"Airlines erhöhen die Frequenzen nach China nicht dramatisch", sagte Luftfahrtexperte Bertrand Grabowski von Aeon Investments am Montag auf einer Konferenz für Flugzeugfinanzierung des Fachblatts "Airfinance Journal" in Dublin. Auch Rob Morris, Berater von Ascend, einer Tochter des Flugdatenanbieters Cirium, mahnte zu Vorsicht. "China wird zurückkommen, aber vielleicht ein bisschen langsamer als wir erwarten", sagte er. Es werde auf die Rückkehr des Vertrauens der Kundschaft ankommen.

China hatte vor kurzem die Quarantänepflicht für ankommende Passagiere aufgehoben. Durch die Reisewelle zum chinesischen Neujahrsfest, das von 21. Januar bis 15. Februar dauert, schnellte die Passagierzahl innerhalb Chinas vergangene Woche rasch auf 63 Prozent des Vorkrisenniveaus von 2019. Das chinesische Unternehmen Avolon, global die zweitgrösste Leasingfirma für Flugzeuge, erwartet eine rasante Erholung in Asien dank Chinas Öffnung. Der weltweite Flugverkehr wird nach Prognose von Avolon deshalb schon im Juni das Vorkrisenniveau von 2019 erreichen, schneller als derzeit in der Branche vermutet.

Zu wenig Flugzeuge

Der Reise-Nachholbedarf nach fast drei Jahren Abschottung ist bei Privat- und Geschäftsreisenden gross. Doch Corona-Testauflagen in Europa und den USA für Reisende aus China, ein Mangel an einsatzfähigen Langstreckenfliegern und erforderliche neue Genehmigungen von Routen bremsen Experten zufolge den Wiederaufbau des Flugplans nach dem Einbruch in der Corona-Krise. Nach Daten von Cirium macht das Angebot an China-Flügen im Januar erst elf Prozent des Volumens von 2019 aus.

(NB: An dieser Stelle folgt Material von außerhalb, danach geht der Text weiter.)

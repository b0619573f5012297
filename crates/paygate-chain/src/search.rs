//! Adaptive block-range search for inclusion events.
//!
//! Scanning a whole chain for one event is hopeless; instead the search
//! estimates where in the chain a timestamp falls by linear extrapolation
//! from the current block time and a sample roughly [`SearchParams::sample_depth`]
//! blocks back, widens the range by a safety buffer on both sides, and scans
//! logs in fixed-size chunks to stay under provider result-size limits.

use alloy_primitives::{Address, B256};
use paygate_core::error::ChainResult;
use tracing::debug;

use crate::client::{ChainReader, LogEntry, LogFilter};
use crate::events::user_operation_event_topic;

/// Fallback block time when the sample is degenerate (fresh chain, equal
/// timestamps).
const DEFAULT_SECONDS_PER_BLOCK: u64 = 12;

/// Tuning knobs for the inclusion search.
#[derive(Debug, Clone, Copy, PartialEq, Eq)]
pub struct SearchParams {
    /// Block-range size per `eth_getLogs` query.
    pub chunk_size: u64,
    /// Blocks subtracted from the estimated start and added to the end.
    pub safety_buffer: u64,
    /// How many blocks back the block-time sample is taken.
    pub sample_depth: u64,
}

impl Default for SearchParams {
    fn default() -> Self {
        Self {
            chunk_size: 2000,
            safety_buffer: 100,
            sample_depth: 1000,
        }
    }
}

/// A block-time model fitted from the chain head and one sample block.
#[derive(Debug, Clone, Copy, PartialEq, Eq)]
pub struct BlockClock {
    /// Current head block number.
    pub head: u64,
    /// Timestamp of the head block, unix seconds.
    pub head_timestamp: u64,
    /// Fitted seconds per block.
    pub seconds_per_block: u64,
}

impl BlockClock {
    /// Fits the model from the head and a sample `sample_depth` blocks back.
    ///
    /// # Errors
    ///
    /// Returns [`paygate_core::error::ChainError`] on a failed chain read.
    pub async fn fit(reader: &dyn ChainReader, sample_depth: u64) -> ChainResult<Self> {
        let head = reader.block_number().await?;
        let head_timestamp = reader.block_timestamp(head).await?;
        let sample = head.saturating_sub(sample_depth);
        let seconds_per_block = if sample == head {
            DEFAULT_SECONDS_PER_BLOCK
        } else {
            let sample_timestamp = reader.block_timestamp(sample).await?;
            let elapsed = head_timestamp.saturating_sub(sample_timestamp);
            let fitted = elapsed / (head - sample);
            if fitted == 0 {
                DEFAULT_SECONDS_PER_BLOCK
            } else {
                fitted
            }
        };
        Ok(Self {
            head,
            head_timestamp,
            seconds_per_block,
        })
    }

    /// Estimates the block number at `timestamp` by linear extrapolation.
    /// Timestamps at or past the head estimate the head itself.
    #[must_use]
    pub const fn estimate(&self, timestamp: u64) -> u64 {
        let behind = self.head_timestamp.saturating_sub(timestamp);
        self.head.saturating_sub(behind / self.seconds_per_block)
    }
}

/// Searches `[signed_at, min(expires_at, now)]` for the inclusion event of
/// `user_op_hash` at `entry_point`, returning the first matching log.
///
/// The range is widened by the safety buffer on both sides and scanned in
/// chunks of `params.chunk_size`; the scan stops at the first match.
///
/// # Errors
///
/// Returns [`paygate_core::error::ChainError`] on a failed chain read.
pub async fn find_inclusion(
    reader: &dyn ChainReader,
    entry_point: Address,
    user_op_hash: B256,
    signed_at: u64,
    expires_at: u64,
    params: &SearchParams,
) -> ChainResult<Option<LogEntry>> {
    let clock = BlockClock::fit(reader, params.sample_depth).await?;

    let start = clock
        .estimate(signed_at)
        .saturating_sub(params.safety_buffer);
    let end_timestamp = expires_at.min(clock.head_timestamp);
    let end = clock
        .estimate(end_timestamp)
        .saturating_add(params.safety_buffer)
        .min(clock.head);
    let start = start.min(end);

    debug!(
        user_op_hash = %user_op_hash,
        start,
        end,
        seconds_per_block = clock.seconds_per_block,
        "scanning for inclusion event"
    );

    let mut from = start;
    while from <= end {
        let to = from.saturating_add(params.chunk_size - 1).min(end);
        let filter = LogFilter {
            address: entry_point,
            topics: vec![user_operation_event_topic(), user_op_hash],
            from_block: from,
            to_block: to,
        };
        let logs = reader.logs(&filter).await?;
        if let Some(log) = logs.into_iter().next() {
            return Ok(Some(log));
        }
        if to == end {
            break;
        }
        from = to + 1;
    }
    Ok(None)
}

// ============================================================================
// Unit Tests
// ============================================================================

#[cfg(test)]
mod tests {
    #![allow(clippy::unwrap_used)]

    use super::*;
    use crate::client::MockChainReader;
    use crate::events::{encode_outcome_log, OperationOutcome};
    use alloy_primitives::U256;

    const ENTRY_POINT: Address = Address::new([0xe1; 20]);

    fn outcome_at(block: u64, hash: B256) -> OperationOutcome {
        OperationOutcome {
            user_op_hash: hash,
            sender: Address::from([0x11; 20]),
            paymaster: Address::from([0xaa; 20]),
            nonce: U256::ZERO,
            success: true,
            actual_gas_cost: U256::from(1u64),
            actual_gas_used: U256::from(1u64),
            block_number: block,
            transaction_hash: B256::from([0x77; 32]),
        }
    }

    #[tokio::test]
    async fn test_clock_fits_sample() {
        // 2s blocks from unix zero: block 10_000 at t=20_000
        let reader = MockChainReader::new(10_000).with_block_times(0, 2);
        let clock = BlockClock::fit(&reader, 1000).await.unwrap();
        assert_eq!(clock.head, 10_000);
        assert_eq!(clock.head_timestamp, 20_000);
        assert_eq!(clock.seconds_per_block, 2);
        assert_eq!(clock.estimate(10_000), 5_000);
        // future timestamps clamp to the head
        assert_eq!(clock.estimate(99_999), 10_000);
    }

    #[tokio::test]
    async fn test_clock_degenerate_sample_uses_default() {
        let reader = MockChainReader::new(0).with_block_times(1_000, 2);
        let clock = BlockClock::fit(&reader, 1000).await.unwrap();
        assert_eq!(clock.seconds_per_block, DEFAULT_SECONDS_PER_BLOCK);
    }

    #[tokio::test]
    async fn test_find_inclusion_hits_event_in_range() {
        let hash = B256::from([0xab; 32]);
        let reader = MockChainReader::new(10_000)
            .with_block_times(0, 2)
            .with_log(encode_outcome_log(ENTRY_POINT, &outcome_at(5_010, hash)));

        // signed around t=10_000 (block ~5_000), still valid
        let params = SearchParams::default();
        let found = find_inclusion(&reader, ENTRY_POINT, hash, 10_000, 30_000, &params)
            .await
            .unwrap();
        assert_eq!(found.unwrap().block_number, 5_010);
    }

    #[tokio::test]
    async fn test_find_inclusion_misses_outside_range() {
        let hash = B256::from([0xab; 32]);
        // event long before the signed window
        let reader = MockChainReader::new(10_000)
            .with_block_times(0, 2)
            .with_log(encode_outcome_log(ENTRY_POINT, &outcome_at(100, hash)));

        let params = SearchParams::default();
        let found = find_inclusion(&reader, ENTRY_POINT, hash, 10_000, 30_000, &params)
            .await
            .unwrap();
        assert!(found.is_none());
    }

    #[tokio::test]
    async fn test_find_inclusion_ignores_other_hashes() {
        let wanted = B256::from([0xab; 32]);
        let other = B256::from([0xcd; 32]);
        let reader = MockChainReader::new(10_000)
            .with_block_times(0, 2)
            .with_log(encode_outcome_log(ENTRY_POINT, &outcome_at(5_000, other)));

        let params = SearchParams::default();
        let found = find_inclusion(&reader, ENTRY_POINT, wanted, 10_000, 30_000, &params)
            .await
            .unwrap();
        assert!(found.is_none());
    }

    #[tokio::test]
    async fn test_small_chunks_still_cover_range() {
        let hash = B256::from([0xab; 32]);
        let reader = MockChainReader::new(10_000)
            .with_block_times(0, 2)
            .with_log(encode_outcome_log(ENTRY_POINT, &outcome_at(5_090, hash)));

        let params = SearchParams {
            chunk_size: 7,
            safety_buffer: 100,
            sample_depth: 1000,
        };
        let found = find_inclusion(&reader, ENTRY_POINT, hash, 10_000, 30_000, &params)
            .await
            .unwrap();
        assert_eq!(found.unwrap().block_number, 5_090);
    }
}
impl Comparator {
    /// Returns the mathematical symbol for this comparator.
    #[must_use]
    pub const fn as_str(&self) -> &'static str {
        match self {
            Self::Le => "<=",
            Self::Lt => "<",
            Self::Ge => ">=",
            Self::Gt => ">",
            Self::Eq => "=",
            Self::Ne => "!=",
        }
    }
}

impl fmt::Display for Comparator {
    fn fmt(&self, f: &mut fmt::Formatter<'_>) -> fmt::Result {
        write!(f, "{}", self.as_str())
    }
}

/// The time window a rule aggregates over.
#[derive(Debug, Clone, Copy, PartialEq, Eq, Hash, Serialize, Deserialize)]
#[serde(rename_all = "snake_case")]
pub enum RuleInterval {
    /// Instantaneous: live state, no history.
    Now,
    /// Calendar-day buckets.
    Daily,
    /// ISO-week buckets.
    Weekly,
    /// Calendar-month buckets.
    Monthly,
    /// One unbounded aggregate.
    Lifetime,
}

impl RuleInterval {
    /// Returns the string representation of this interval.
    #[must_use]
    pub const fn as_str(&self) -> &'static str {
        match self {
            Self::Now => "now",
            Self::Daily => "daily",
            Self::Weekly => "weekly",
            Self::Monthly => "monthly",
            Self::Lifetime => "lifetime",
        }
    }
}

impl fmt::Display for RuleInterval {
    fn fmt(&self, f: &mut fmt::Formatter<'_>) -> fmt::Result {
        write!(f, "{}", self.as_str())
    }
}

/// One rule of a [`Policy`].
///
/// Rules of the same policy are evaluated in creation order; the first rule
/// that is not violated admits the operation.
#[derive(Debug, Clone, PartialEq, Eq, Serialize, Deserialize)]
pub struct PolicyRule {
    /// Unique rule id.
    pub id: i64,

    /// The owning policy.
    pub policy_id: i64,

    /// What this rule measures.
    pub metric: RuleMetric,

    /// What population it aggregates over.
    pub scope: RuleScope,

    /// The permitted relation against the threshold.
    pub comparator: Comparator,

    /// The aggregation window.
    pub interval: RuleInterval,

    /// The threshold value (wei for gas, a count, or token base units).
    pub threshold: U256,

    /// Token contract address. Required for [`RuleMetric::TokenBalance`].
    #[serde(default, skip_serializing_if = "Option::is_none")]
    pub token: Option<Address>,

    /// Start of the rule's validity window.
    pub valid_from: DateTime<Utc>,

    /// End of the rule's validity window; `None` means open-ended.
    #[serde(default, skip_serializing_if = "Option::is_none")]
    pub valid_to: Option<DateTime<Utc>>,

    /// Creation time; drives evaluation order.
    pub created_at: DateTime<Utc>,
}

impl PolicyRule {
    /// Returns `true` if this rule's validity window contains `now`.
    #[must_use]
    pub fn is_active(&self, now: DateTime<Utc>) -> bool {
        if now < self.valid_from {
            return false;
        }
        match self.valid_to {
            Some(valid_to) => now <= valid_to,
            None => true,
        }
    }

    /// A short human-readable description, used in rejection reports.
    #[must_use]
    pub fn describe(&self) -> String {
        format!(
            "rule {}: {} per {} {} {} {}",
            self.id, self.metric, self.scope, self.interval, self.comparator, self.threshold
        )
    }
}

// ============================================================================
// SponsoredOperation
// ============================================================================

/// Lifecycle status of a [`SponsoredOperation`].
///
/// The transition table is closed:
///
/// ```text
/// pending -> signed | validation_failed
/// signed  -> executed | failed | expired
/// ```
///
/// `executed`, `failed`, `validation_failed` and `expired` are terminal.
#[derive(Debug, Clone, Copy, PartialEq, Eq, Hash, Serialize, Deserialize, Default)]
#[serde(rename_all = "snake_case")]
pub enum OpStatus {
    /// Persisted, awaiting validation and signing.
    #[default]
    Pending,
    /// Authorization signed; awaiting chain outcome.
    Signed,
    /// Found on-chain with a successful outcome.
    Executed,
    /// Found on-chain with a failed outcome.
    Failed,
    /// Rejected during validation; never signed.
    ValidationFailed,
    /// Authorization expired without an on-chain outcome.
    Expired,
}

impl OpStatus {
    /// Returns the string representation of this status.
    #[must_use]
    pub const fn as_str(&self) -> &'static str {
        match self {
            Self::Pending => "pending",
            Self::Signed => "signed",
            Self::Executed => "executed",
            Self::Failed => "failed",
            Self::ValidationFailed => "validation_failed",
            Self::Expired => "expired",
        }
    }

    /// Returns `true` if the state machine permits moving to `to`.
    #[must_use]
    pub const fn can_transition(&self, to: Self) -> bool {
        matches!(
            (self, to),
            (Self::Pending, Self::Signed | Self::ValidationFailed)
                | (Self::Signed, Self::Executed | Self::Failed | Self::Expired)
        )
    }

    /// Returns `true` if no further transition is possible.
    #[must_use]
    pub const fn is_terminal(&self) -> bool {
        matches!(
            self,
            Self::Executed | Self::Failed | Self::ValidationFailed | Self::Expired
        )
    }
}

impl fmt::Display for OpStatus {
    fn fmt(&self, f: &mut fmt::Formatter<'_>) -> fmt::Result {
        write!(f, "{}", self.as_str())
    }
}

/// A sponsored operation record.
///
/// Mutated only by the sponsorship orchestrator and the reconciliation
/// engine; every status transition is mirrored into [`StatusChange`] rows.
#[derive(Debug, Clone, PartialEq, Eq, Serialize, Deserialize)]
pub struct SponsoredOperation {
    /// Unique operation id.
    pub id: i64,

    /// The policy that accepted it; set once accepted.
    pub policy_id: Option<i64>,

    /// The chain the operation targets.
    pub chain_id: u64,

    /// The sending smart account.
    pub sender: Address,

    /// Canonical operation hash; set after signing.
    pub hash: Option<B256>,

    /// Lifecycle status.
    pub status: OpStatus,

    /// Snapshot of the operation payload. After signing this is overwritten
    /// with the exact signed representation returned to the caller.
    pub payload: serde_json::Value,

    /// Worst-case cost at submission time, in wei.
    pub estimated_max_cost: U256,

    /// Actual cost learned from reconciliation, in wei.
    pub actual_cost: Option<U256>,

    /// Lower bound of the signed validity window (unix seconds).
    pub valid_after: u64,

    /// Upper bound of the signed validity window (unix seconds).
    pub valid_until: u64,

    /// Free-text status note (rejection reasons, reconciliation errors).
    pub note: Option<String>,

    /// Creation time.
    pub created_at: DateTime<Utc>,

    /// Last mutation time.
    pub updated_at: DateTime<Utc>,
}

impl SponsoredOperation {
    /// The cost this operation contributes to budget accounting:
    /// the actual cost once known, otherwise the estimate.
    #[must_use]
    pub fn effective_cost(&self) -> U256 {
        self.actual_cost.unwrap_or(self.estimated_max_cost)
    }

    /// Returns `true` if the signed validity window has closed at `now`
    /// (unix seconds).
    #[must_use]
    pub const fn is_expired_at(&self, now: u64) -> bool {
        self.valid_until != 0 && now > self.valid_until
    }
}

// ============================================================================
// ReconciliationJob
// ============================================================================

/// Lifecycle status of a [`ReconciliationJob`].
#[derive(Debug, Clone, Copy, PartialEq, Eq, Hash, Serialize, Deserialize)]
#[serde(rename_all = "snake_case")]
pub enum JobStatus {
    /// The job holds the exclusive reconciliation lock.
    Running,
    /// The job finished its batch.
    Completed,
    /// The job hit a fatal error or was taken over as stale.
    Failed,
}

impl JobStatus {
    /// Returns the string representation of this status.
    #[must_use]
    pub const fn as_str(&self) -> &'static str {
        match self {
            Self::Running => "running",
            Self::Completed => "completed",
            Self::Failed => "failed",
        }
    }
}

impl fmt::Display for JobStatus {
    fn fmt(&self, f: &mut fmt::Formatter<'_>) -> fmt::Result {
        write!(f, "{}", self.as_str())
    }
}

Bis April seien 25 Prozent zu erwarten.

Es herrsche vorsichtiger Optimismus, sagte Marjan Riggi, Airline-Expertin der US-Ratingagentur Kroll Bond, am Rande der Konferenz in Dublin. "China ist der zweitgrösste Luftverkehrsmarkt der Welt", erklärte sie. Wenn die Öffnung gelinge, was angesichts steigender Corona-Infektionszahlen im Land aber unsicher sei, werde der Luftverkehr wachsen. "Das einzige, was nicht klar ist, ist, ob es genug Flugzeugangebot gibt, um die Nachfrage zu befriedigen."

Die Zahl der Langstreckenmaschinen, die nach zwei, drei Jahren Dauerparken am Boden aufgrund der Pandemie erst wieder fit gemacht werden müssen, sei begrenzt, hiess es von Cirium. Die Europäer dürften sich zunächst auf die starke Erholung des lukrativen Transatlantikverkehrs fokussieren. Ein Flaschenhals dabei seien die knappen Wartungskapazitäten, erklärte Fachmann Grabowski. Nach der langen Pause müssten die Flugzeuge besonders umfangreich technisch überprüft werden.

Mit einem Anteil von fünf bis sechs Prozent aller Langstreckenflüge von Europa war China vor der Pandemie ein wichtiger Markt für die europäischen Airlines. So flog die Lufthansa im Sommer 2019 noch fast 100 Mal pro Woche nach China und Hongkong. Vergangene Woche waren es noch immer erst 17 Flüge. Über das Hochfahren des Angebots sei noch nicht entschieden, erklärte die Lufthansa. Konkurrent Emirates kündigte am Montag ein schrittweises Aufstocken an. In dieser Woche nimmt der Golf-Carrier erstmals wieder zwei Passagierflüge nach Shanghai auf. Peking werde ab Mitte März täglich bedient.

Erschwerend hinzu kommen längere Wartezeiten auf neue Flugzeuge. Die Flugzeugbauer Airbus und Boeing und auch die Triebwerkshersteller hätten im vergangenen Jahr ihre Lieferzusagen nicht einhalten können, sagte Steven Udvar-Hazy, Chef des Flugzeugvermieters Air Lease Corp. "Ich glaube, das gilt auch für 2023".